# [Data]

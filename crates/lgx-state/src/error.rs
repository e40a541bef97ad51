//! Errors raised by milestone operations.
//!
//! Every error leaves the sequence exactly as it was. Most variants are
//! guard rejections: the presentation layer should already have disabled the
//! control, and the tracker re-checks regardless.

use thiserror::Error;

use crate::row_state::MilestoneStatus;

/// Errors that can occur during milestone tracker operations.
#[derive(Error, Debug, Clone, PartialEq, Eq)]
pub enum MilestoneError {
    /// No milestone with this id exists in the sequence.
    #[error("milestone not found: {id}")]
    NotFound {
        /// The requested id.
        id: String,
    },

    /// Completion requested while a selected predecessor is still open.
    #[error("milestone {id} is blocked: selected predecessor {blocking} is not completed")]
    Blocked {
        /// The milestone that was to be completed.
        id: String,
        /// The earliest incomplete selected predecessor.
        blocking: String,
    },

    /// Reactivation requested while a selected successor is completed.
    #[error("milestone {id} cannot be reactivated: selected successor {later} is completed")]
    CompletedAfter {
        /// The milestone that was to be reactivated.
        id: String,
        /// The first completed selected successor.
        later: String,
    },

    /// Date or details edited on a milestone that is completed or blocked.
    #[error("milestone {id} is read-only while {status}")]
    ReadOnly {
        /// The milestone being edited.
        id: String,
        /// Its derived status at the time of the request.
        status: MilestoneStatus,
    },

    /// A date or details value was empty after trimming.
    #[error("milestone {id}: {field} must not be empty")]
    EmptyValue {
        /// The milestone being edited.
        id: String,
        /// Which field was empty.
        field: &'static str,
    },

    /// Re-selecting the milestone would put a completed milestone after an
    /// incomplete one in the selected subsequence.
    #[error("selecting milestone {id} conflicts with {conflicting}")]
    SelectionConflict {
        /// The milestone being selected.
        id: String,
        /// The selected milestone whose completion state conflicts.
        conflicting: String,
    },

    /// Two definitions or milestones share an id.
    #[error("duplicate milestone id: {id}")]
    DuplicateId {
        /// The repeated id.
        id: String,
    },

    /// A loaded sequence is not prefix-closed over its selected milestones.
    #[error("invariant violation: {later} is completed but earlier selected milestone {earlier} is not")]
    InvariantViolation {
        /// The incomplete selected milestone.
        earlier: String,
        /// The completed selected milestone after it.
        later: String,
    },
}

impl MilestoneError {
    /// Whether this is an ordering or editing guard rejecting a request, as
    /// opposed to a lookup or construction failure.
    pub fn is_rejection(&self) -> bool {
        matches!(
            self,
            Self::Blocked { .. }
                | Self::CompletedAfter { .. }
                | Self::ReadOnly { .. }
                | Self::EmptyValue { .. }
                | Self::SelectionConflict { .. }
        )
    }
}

# [Required action]
Count the lines of the data that hold the string "Errors", and give that number as the entire reply.

# [Response box]
2